Problem to work on
How many of the lines below include the word "spawn"? Only the number should be given.

Listed entries

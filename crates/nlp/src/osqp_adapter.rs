//! Elastic QP subproblem handed to OSQP.
//!
//! Variables are `w = [d, p, q]`: the step and two non-negative slacks per row. The rows read
//! `row_lower - g <= J d + p - q <= row_upper - g`, so the subproblem is feasible for any
//! linearization and `Σ (p + q)` measures how much linearized violation is left.

use std::borrow::Cow;

use log::debug;
use nalgebra::DMatrix;
use osqp::{CscMatrix, Problem, Settings};

use crate::scaled::{Derivatives, HessianBlock, ScaledProblem};

/// OSQP treats magnitudes above this as infinite.
const OSQP_INFINITY: f64 = 1e30;
/// Smallest eigenvalue kept in a convexified Hessian block.
const CURVATURE_FLOOR: f64 = 1e-8;
/// Proximal term on every step component so the subproblem has a unique minimizer.
const PROXIMAL: f64 = 1e-6;
const QP_TOLERANCE: f64 = 1e-7;
const QP_MAX_ITERATIONS: u32 = 20_000;

/// Solution of one subproblem.
#[derive(Debug, Clone)]
pub(crate) struct QpStep {
    pub d: Vec<f64>,
    /// Scaled row multipliers.
    pub lambda: Vec<f64>,
    /// Multipliers of the step bounds.
    pub z: Vec<f64>,
    /// Linearized ℓ1 violation `Σ (p + q)`.
    pub linear_violation: f64,
}

/// Column-compressed matrix from `(row, col, value)` triplets. Duplicates are summed.
fn csc(nrows: usize, ncols: usize, mut triplets: Vec<(usize, usize, f64)>) -> CscMatrix<'static> {
    triplets.sort_by_key(|&(row, col, _)| (col, row));
    let mut indptr = vec![0; ncols + 1];
    let mut indices = Vec::with_capacity(triplets.len());
    let mut data: Vec<f64> = Vec::with_capacity(triplets.len());
    let mut last = None;
    for (row, col, value) in triplets {
        if last == Some((row, col)) {
            if let Some(sum) = data.last_mut() {
                *sum += value;
            }
            continue;
        }
        last = Some((row, col));
        indices.push(row);
        data.push(value);
        indptr[col + 1] += 1;
    }
    for col in 0..ncols {
        indptr[col + 1] += indptr[col];
    }
    CscMatrix {
        nrows,
        ncols,
        indptr: Cow::Owned(indptr),
        indices: Cow::Owned(indices),
        data: Cow::Owned(data),
    }
}

/// Symmetric positive semidefinite part of a Hessian block, eigenvalues floored.
pub(crate) fn convexify(block: &DMatrix<f64>) -> DMatrix<f64> {
    let sym = (block + block.transpose()) * 0.5;
    let mut eigen = sym.clone().symmetric_eigen();
    if eigen.eigenvalues.iter().all(|&l| l >= CURVATURE_FLOOR) {
        return sym;
    }
    for l in eigen.eigenvalues.iter_mut() {
        *l = l.max(CURVATURE_FLOOR);
    }
    let psd = eigen.recompose();
    (&psd + psd.transpose()) * 0.5
}

fn clip_infinite(v: f64) -> f64 {
    v.clamp(-OSQP_INFINITY, OSQP_INFINITY)
}

/// Quadratic model around one iterate: convexified curvature, gradient and row Jacobian.
pub(crate) struct ElasticQp<'a> {
    n: usize,
    m: usize,
    grad: &'a [f64],
    jac: &'a [f64],
    structure: &'a [(usize, usize)],
    curvature: Vec<HessianBlock>,
    hessian: CscMatrix<'static>,
    rows: CscMatrix<'static>,
    settings: Settings,
}

impl<'a> ElasticQp<'a> {
    pub fn new(sp: &'a ScaledProblem<'_>, blocks: &[HessianBlock], derivs: &'a Derivatives) -> Self {
        let (n, m) = (sp.n, sp.m);
        let nw = n + 2 * m;

        let curvature: Vec<HessianBlock> = blocks
            .iter()
            .map(|b| HessianBlock {
                vars: b.vars.clone(),
                matrix: convexify(&b.matrix),
            })
            .collect();
        let mut upper = Vec::new();
        for block in &curvature {
            for (a, &va) in block.vars.iter().enumerate() {
                for (b, &vb) in block.vars.iter().enumerate() {
                    if va <= vb {
                        upper.push((va, vb, block.matrix[(a, b)]));
                    }
                }
            }
        }
        upper.extend((0..n).map(|i| (i, i, PROXIMAL)));

        let mut entries: Vec<(usize, usize, f64)> = sp
            .jac_structure
            .iter()
            .zip(&derivs.jac)
            .map(|(&(row, col), &value)| (row, col, value))
            .collect();
        for j in 0..m {
            entries.push((j, n + j, 1.0));
            entries.push((j, n + m + j, -1.0));
        }
        entries.extend((0..nw).map(|k| (m + k, k, 1.0)));

        let settings = Settings::default()
            .verbose(false)
            .eps_abs(QP_TOLERANCE)
            .eps_rel(QP_TOLERANCE)
            .max_iter(QP_MAX_ITERATIONS)
            .polish(true);

        Self {
            n,
            m,
            grad: &derivs.grad,
            jac: &derivs.jac,
            structure: &sp.jac_structure,
            curvature,
            hessian: csc(nw, nw, upper),
            rows: csc(m + nw, nw, entries),
            settings,
        }
    }

    /// Solves the subproblem. `row_window` is `(row_lower - g, row_upper - g)`, `step_bounds`
    /// limits `d`, and `gradient_weight` scales the objective gradient (zero asks for the most
    /// feasible step only). `None` when OSQP returns no usable point.
    pub fn solve(
        &self,
        row_window: (&[f64], &[f64]),
        step_bounds: (&[f64], &[f64]),
        penalty: f64,
        gradient_weight: f64,
    ) -> Option<QpStep> {
        let (n, m) = (self.n, self.m);
        let nw = n + 2 * m;

        let mut q = vec![penalty; nw];
        for (qi, g) in q.iter_mut().zip(self.grad) {
            *qi = gradient_weight * g;
        }
        let mut lower = Vec::with_capacity(m + nw);
        let mut upper = Vec::with_capacity(m + nw);
        lower.extend(row_window.0.iter().map(|&v| clip_infinite(v)));
        upper.extend(row_window.1.iter().map(|&v| clip_infinite(v)));
        lower.extend(step_bounds.0.iter().map(|&v| clip_infinite(v)));
        upper.extend(step_bounds.1.iter().map(|&v| clip_infinite(v)));
        lower.extend(std::iter::repeat_n(0.0, 2 * m));
        upper.extend(std::iter::repeat_n(OSQP_INFINITY, 2 * m));

        let mut problem = match Problem::new(
            &self.hessian,
            &q,
            &self.rows,
            &lower,
            &upper,
            &self.settings,
        ) {
            Ok(problem) => problem,
            Err(err) => {
                debug!("QP setup failed: {err:?}");
                return None;
            }
        };
        let status = problem.solve();
        let (Some(w), Some(y)) = (status.x(), status.solution().map(|s| s.y())) else {
            debug!("QP returned no solution");
            return None;
        };
        if w.iter().chain(y).any(|v| !v.is_finite()) {
            return None;
        }

        let linear_violation = w[n..].iter().map(|s| s.max(0.0)).sum();
        Some(QpStep {
            d: w[..n].to_vec(),
            lambda: y[..m].to_vec(),
            z: y[m..m + n].to_vec(),
            linear_violation,
        })
    }

    /// `J d` in scaled units.
    pub fn jac_times(&self, d: &[f64]) -> Vec<f64> {
        let mut out = vec![0.0; self.m];
        for (&(row, col), value) in self.structure.iter().zip(self.jac) {
            out[row] += value * d[col];
        }
        out
    }

    /// Model objective change `gᵀd + ½ dᵀHd`.
    pub fn model(&self, d: &[f64]) -> f64 {
        let linear: f64 = self.grad.iter().zip(d).map(|(g, d)| g * d).sum();
        let mut quadratic = PROXIMAL * d.iter().map(|d| d * d).sum::<f64>();
        for block in &self.curvature {
            for (a, &va) in block.vars.iter().enumerate() {
                for (b, &vb) in block.vars.iter().enumerate() {
                    quadratic += d[va] * block.matrix[(a, b)] * d[vb];
                }
            }
        }
        linear + 0.5 * quadratic
    }

    /// `‖∇f + Jᵀλ + z‖∞` for the multipliers of a subproblem solution.
    pub fn stationarity(&self, step: &QpStep) -> f64 {
        let mut r: Vec<f64> = self.grad.iter().zip(&step.z).map(|(g, z)| g + z).collect();
        for (&(row, col), value) in self.structure.iter().zip(self.jac) {
            r[col] += value * step.lambda[row];
        }
        r.iter().fold(0.0, |acc, v| acc.max(v.abs()))
    }
}

#[cfg(test)]
mod tests {
    use super::*;

    #[test]
    fn triplets_are_compressed_by_column() {
        let m = csc(3, 2, vec![(2, 1, 4.0), (0, 0, 1.0), (1, 1, 2.0), (2, 1, 1.0)]);
        assert_eq!(&*m.indptr, &[0, 1, 3]);
        assert_eq!(&*m.indices, &[0, 1, 2]);
        assert_eq!(&*m.data, &[1.0, 2.0, 5.0]);
    }

    #[test]
    fn empty_columns_keep_their_pointer() {
        let m = csc(2, 3, vec![(1, 2, 3.0)]);
        assert_eq!(&*m.indptr, &[0, 0, 0, 1]);
    }

    #[test]
    fn indefinite_block_is_floored() {
        let block = DMatrix::from_row_slice(2, 2, &[1.0, 0.0, 0.0, -3.0]);
        let psd = convexify(&block);
        assert!((psd[(0, 0)] - 1.0).abs() < 1e-12);
        assert!((psd[(1, 1)] - CURVATURE_FLOOR).abs() < 1e-12);
        assert!(psd[(0, 1)].abs() < 1e-12);
    }

    #[test]
    fn convex_block_is_untouched() {
        let block = DMatrix::from_row_slice(2, 2, &[2.0, 1.0, 1.0, 2.0]);
        assert_eq!(convexify(&block), block);
    }
}
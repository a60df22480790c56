use crate::options::SolveOptions;
use crate::outcome::{NlpError, NlpOutcome};

/// Smooth nonlinear program `min f(x)` subject to `g_l <= g(x) <= g_u`, `x_l <= x <= x_u`.
///
/// Equality rows and fixed variables are expressed through coincident bounds. Infinite bounds
/// mean "unbounded". Callbacks are infallible; non-finite values are treated by the solver as a
/// rejected trial point.
pub trait NlpProblem {
    fn num_variables(&self) -> usize;

    fn num_constraints(&self) -> usize;

    fn variable_bounds(&self, lower: &mut [f64], upper: &mut [f64]);

    fn constraint_bounds(&self, lower: &mut [f64], upper: &mut [f64]);

    /// Starting point. Solvers may move it inside the bounds.
    fn initial_point(&self, x: &mut [f64]);

    /// Multiplicative variable scaling: the solver works with `x_i * scale_i`.
    fn variable_scaling(&self, scale: &mut [f64]) {
        scale.fill(1.0);
    }

    /// Multiplicative constraint scaling: the solver works with `g_j * scale_j`.
    fn constraint_scaling(&self, scale: &mut [f64]) {
        scale.fill(1.0);
    }

    fn objective(&self, x: &[f64]) -> f64;

    fn objective_gradient(&self, x: &[f64], grad: &mut [f64]);

    fn constraints(&self, x: &[f64], g: &mut [f64]);

    /// Sparsity pattern of the constraint Jacobian as `(row, column)` pairs. Duplicates are summed.
    fn jacobian_structure(&self) -> Vec<(usize, usize)>;

    /// Jacobian values in the order given by [`NlpProblem::jacobian_structure`].
    fn jacobian_values(&self, x: &[f64], values: &mut [f64]);

    /// Disjoint groups of variables whose Lagrangian Hessian is dense within the group and zero
    /// across groups. Variables not listed have no curvature.
    fn hessian_blocks(&self) -> Vec<Vec<usize>>;

    /// Hessian of `obj_factor * f(x) + Σ lambda_j g_j(x)`, one dense row-major block per entry
    /// of [`NlpProblem::hessian_blocks`], concatenated.
    fn hessian_values(&self, x: &[f64], obj_factor: f64, lambda: &[f64], values: &mut [f64]);
}

/// Anything that can solve an [`NlpProblem`].
pub trait NlpSolver: Send + Sync {
    fn solve(
        &self,
        problem: &dyn NlpProblem,
        options: &SolveOptions,
    ) -> Result<NlpOutcome, NlpError>;
}
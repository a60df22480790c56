//! Running solves off the caller's thread: wall-clock bounded single solves and parallel batches.

use std::panic;
use std::sync::atomic::{AtomicUsize, Ordering};
use std::sync::mpsc::{self, RecvTimeoutError};
use std::thread;
use std::time::Duration;

use descent_nlp::{CancelToken, NlpSolver, SqpSolver};
use log::{debug, warn};

use crate::problem::TrajectoryProblem;
use crate::request::{DescentError, solve_problem_with};
use crate::solution::Solution;
use crate::solver::{SolverAdapter, SolverOptions};

/// Extra time a worker gets past its wall-clock limit to hand back its last iterate.
pub const GRACE_PERIOD: Duration = Duration::from_secs(2);

/// [`solve_with_timeout_using`] with the bundled backend.
pub fn solve_with_timeout(
    problem: TrajectoryProblem,
    options: SolverOptions,
    timeout: Duration,
) -> Result<Solution, DescentError> {
    solve_with_timeout_using(SolverAdapter::<SqpSolver>::new(), problem, options, timeout)
}

/// Solves on a dedicated thread with a wall-clock limit and a cancellation token installed.
///
/// A solve that honours the limit comes back as an iteration-limit [`Solution`]; one that does
/// not report within `timeout` plus [`GRACE_PERIOD`] is cancelled and abandoned with
/// [`DescentError::TimedOut`].
pub fn solve_with_timeout_using<S>(
    adapter: SolverAdapter<S>,
    problem: TrajectoryProblem,
    mut options: SolverOptions,
    timeout: Duration,
) -> Result<Solution, DescentError>
where
    S: NlpSolver + 'static,
{
    options.time_limit = Some(options.time_limit.map_or(timeout, |t| t.min(timeout)));
    let token = options.cancel.get_or_insert_with(CancelToken::new).clone();

    let (tx, rx) = mpsc::channel();
    let handle = thread::spawn(move || {
        let result = solve_problem_with(&adapter, &problem, &options);
        // The receiver is gone only after a timeout; nobody is waiting for this result.
        let _ = tx.send(result);
    });

    match rx.recv_timeout(timeout + GRACE_PERIOD) {
        Ok(result) => {
            if handle.join().is_err() {
                warn!("solver thread panicked after reporting its result");
            }
            result
        }
        Err(RecvTimeoutError::Timeout) => {
            warn!("solver did not return within {timeout:?}; cancelling");
            token.cancel();
            Err(DescentError::TimedOut(timeout))
        }
        Err(RecvTimeoutError::Disconnected) => match handle.join() {
            Err(payload) => panic::resume_unwind(payload),
            Ok(()) => Err(DescentError::TimedOut(timeout)),
        },
    }
}

/// [`solve_batch_using`] with the bundled backend.
pub fn solve_batch(
    problems: &[TrajectoryProblem],
    options: &SolverOptions,
    workers: usize,
) -> Vec<Result<Solution, DescentError>> {
    solve_batch_using(&SolverAdapter::<SqpSolver>::new(), problems, options, workers)
}

/// Solves independent problems on up to `workers` threads. Results keep the input order.
pub fn solve_batch_using<S: NlpSolver>(
    adapter: &SolverAdapter<S>,
    problems: &[TrajectoryProblem],
    options: &SolverOptions,
    workers: usize,
) -> Vec<Result<Solution, DescentError>> {
    let workers = workers.clamp(1, problems.len().max(1));
    let next = &AtomicUsize::new(0);
    debug!("solving {} problems on {workers} workers", problems.len());

    let mut indexed: Vec<(usize, Result<Solution, DescentError>)> = thread::scope(|scope| {
        let handles: Vec<_> = (0..workers)
            .map(|_| {
                scope.spawn(move || {
                    let mut done = Vec::new();
                    loop {
                        let i = next.fetch_add(1, Ordering::Relaxed);
                        let Some(problem) = problems.get(i) else {
                            break;
                        };
                        done.push((i, solve_problem_with(adapter, problem, options)));
                    }
                    done
                })
            })
            .collect();
        handles
            .into_iter()
            .flat_map(|h| h.join().unwrap_or_else(|payload| panic::resume_unwind(payload)))
            .collect()
    });
    indexed.sort_by_key(|(i, _)| *i);
    indexed.into_iter().map(|(_, r)| r).collect()
}

#[cfg(test)]
mod tests {
    use std::time::Instant;

    use descent_dynamics::State;
    use descent_nlp::{NlpError, NlpOutcome, NlpProblem, SolveOptions, TerminationReason};
    use descent_vehicle::RocketParameters;

    use super::*;
    use crate::solver::{LimitKind, SolverStatus};

    /// Returns the starting point after `delay`, or at the time limit when `honours_limit`.
    #[derive(Debug, Clone)]
    struct Sleepy {
        delay: Duration,
        honours_limit: bool,
    }

    impl NlpSolver for Sleepy {
        fn solve(
            &self,
            problem: &dyn NlpProblem,
            options: &SolveOptions,
        ) -> Result<NlpOutcome, NlpError> {
            let start = Instant::now();
            let mut reason = TerminationReason::Converged;
            while start.elapsed() < self.delay {
                if self.honours_limit
                    && options.time_limit.is_some_and(|t| start.elapsed() >= t)
                {
                    reason = TerminationReason::TimeLimit;
                    break;
                }
                thread::sleep(Duration::from_millis(5));
            }
            let mut x = vec![0.0; problem.num_variables()];
            problem.initial_point(&mut x);
            Ok(NlpOutcome {
                reason,
                objective: problem.objective(&x),
                x,
                lambda: vec![0.0; problem.num_constraints()],
                constraints: vec![0.0; problem.num_constraints()],
                max_violation: 0.0,
                dual_infeasibility: 0.0,
                iterations: 1,
                elapsed: start.elapsed(),
            })
        }
    }

    fn problem(y: f64) -> TrajectoryProblem {
        TrajectoryProblem::new(
            RocketParameters::default(),
            State {
                y,
                mass: 28_000.0,
                ..State::default()
            },
            3,
            0.5,
        )
    }

    #[test]
    fn wall_clock_limit_reports_iteration_limit() {
        let adapter = SolverAdapter::with_backend(Sleepy {
            delay: Duration::from_secs(30),
            honours_limit: true,
        });
        let solution = solve_with_timeout_using(
            adapter,
            problem(100.0),
            SolverOptions::default(),
            Duration::from_millis(50),
        )
        .unwrap();
        assert_eq!(solution.status, SolverStatus::IterationLimitReached);
        assert_eq!(solution.limit, Some(LimitKind::WallClock));
    }

    #[test]
    fn unresponsive_worker_times_out() {
        let adapter = SolverAdapter::with_backend(Sleepy {
            delay: GRACE_PERIOD + Duration::from_secs(2),
            honours_limit: false,
        });
        let err = solve_with_timeout_using(
            adapter,
            problem(100.0),
            SolverOptions::default(),
            Duration::from_millis(10),
        )
        .unwrap_err();
        assert!(matches!(err, DescentError::TimedOut(_)));
    }

    #[test]
    fn batch_keeps_input_order() {
        let adapter = SolverAdapter::with_backend(Sleepy {
            delay: Duration::ZERO,
            honours_limit: false,
        });
        let mut problems: Vec<_> = (1..=5).map(|i| problem(100.0 * i as f64)).collect();
        problems[2].intervals = 0;
        let results = solve_batch_using(&adapter, &problems, &SolverOptions::default(), 3);
        assert_eq!(results.len(), 5);
        assert!(matches!(results[2], Err(DescentError::InvalidParameters(_))));
        for i in [0, 1, 3, 4] {
            let solution = results[i].as_ref().unwrap();
            assert_eq!(solution.state(0).y, 100.0 * (i + 1) as f64);
        }
    }
}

Task solution
2